The balloon-borne SBI will provide the first bolometric maps of the photosphere, to evaluate the photometric contribution of magnetic structures more accurately than has been achievable so far, using spectrally selective imaging over restricted wavebands. More accurate removal of the magnetic feature contribution will enable us to determine whether other solar irradiance mechanisms exist besides the effects of photospheric magnetism.

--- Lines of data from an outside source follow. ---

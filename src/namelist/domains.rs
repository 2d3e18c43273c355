//! Domain count resolution.
//!
//! The number of nested domains of a run is the `max_dom` value declared in
//! the namelist template of the first stage the run executes.

use tracing::debug;

use crate::error::RunError;
use crate::execution::{ExecContext, Location};
use crate::pipeline::types::RunPhase;

/// Extracts the `max_dom` value from namelist text.
///
/// The first line starting with `max_dom` (after leading whitespace) wins;
/// the value is what follows `=`, with surrounding blanks and commas removed.
pub fn parse_max_dom(source: &str, text: &str) -> Result<u32, RunError> {
    let line = text
        .lines()
        .map(|line| line.trim_start_matches([' ', '\t']))
        .find(|line| line.starts_with("max_dom"))
        .ok_or_else(|| RunError::config(format!("max_dom property not found in `{}`", source)))?;

    let (_, value) = line.split_once('=').ok_or_else(|| {
        RunError::config(format!("malformed max_dom property in `{}`: {}", source, line))
    })?;

    let value = value
        .split('=')
        .next()
        .unwrap_or_default()
        .trim_matches([' ', '\t', ',', '\r']);
    let count: u32 = value.parse().map_err(|e| {
        RunError::config(format!("cannot convert max_dom `{}` to integer: {}", value, e))
    })?;

    if count == 0 {
        return Err(RunError::config(format!(
            "max_dom in `{}` must be at least 1",
            source
        )));
    }
    Ok(count)
}

/// Name of the template declaring the domains for `phase`.
pub fn domain_template(phase: RunPhase) -> &'static str {
    if phase.includes_preprocessing() {
        "namelist.wps"
    } else {
        "namelist.step.wrf"
    }
}

/// Reads the domain count of a run from the namelists directory.
///
/// Every failure is a configuration error, returned and recorded in `ctx`.
/// The value is read again on every call.
pub async fn resolve_domain_count(
    ctx: &ExecContext,
    namelists_dir: &Location,
    phase: RunPhase,
) -> Result<u32, RunError> {
    ctx.result()?;

    let template = namelists_dir.join(domain_template(phase));
    if !ctx.is_file(&template).await {
        ctx.fail(RunError::config(format!(
            "cannot read domain count: `{}` not found",
            template
        )));
        return ctx.result().map(|_| 0);
    }

    let result = match ctx.try_read_text(&template).await {
        Ok(text) => parse_max_dom(&template.to_string(), &text),
        Err(err) => Err(RunError::config(format!(
            "cannot read domain count from `{}`: {}",
            template, err
        ))),
    };

    match result {
        Ok(count) => {
            debug!(template = %template, count, "Resolved domain count");
            Ok(count)
        }
        Err(err) => {
            ctx.fail(err.clone());
            Err(err)
        }
    }
}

The SBI detector is an array of 320 X 240 ferro-electric thermal IR elements whose spectral absorptance has been extended and flattened by a deposited layer of gold-black. The telescope itself is a 30-cm Dall-Kirkham design with uncoated primary and secondary pyrex mirrors. The combination of telescope and bolometric array provides an image of the solar irradiance with a flat spectral response between 0.28 um and 2.6 um, over a field of view of 15.2' X 11.4', and a pixel size of 2.8". After a successful set of ground-based tests, the instrument is being readied for a one-day stratospheric balloon flight that will take place in September 2003. The observing platform will be the gondola previously used for the Flare Genesis Experiment project (FGE), retrofitted to house and control the SBI telescope and detector. The balloon flight will enable SBI to image over essentially the full spectral range accepted by non-imaging space borne radiometers such as ACRIM, making the data sets complementary. The SBI flight will also provide important engineering data to validate the space worthiness of the novel gold-blackened thermal array detectors, and verify the thermal performance of the SBI's uncoated optics in a vacuum environment.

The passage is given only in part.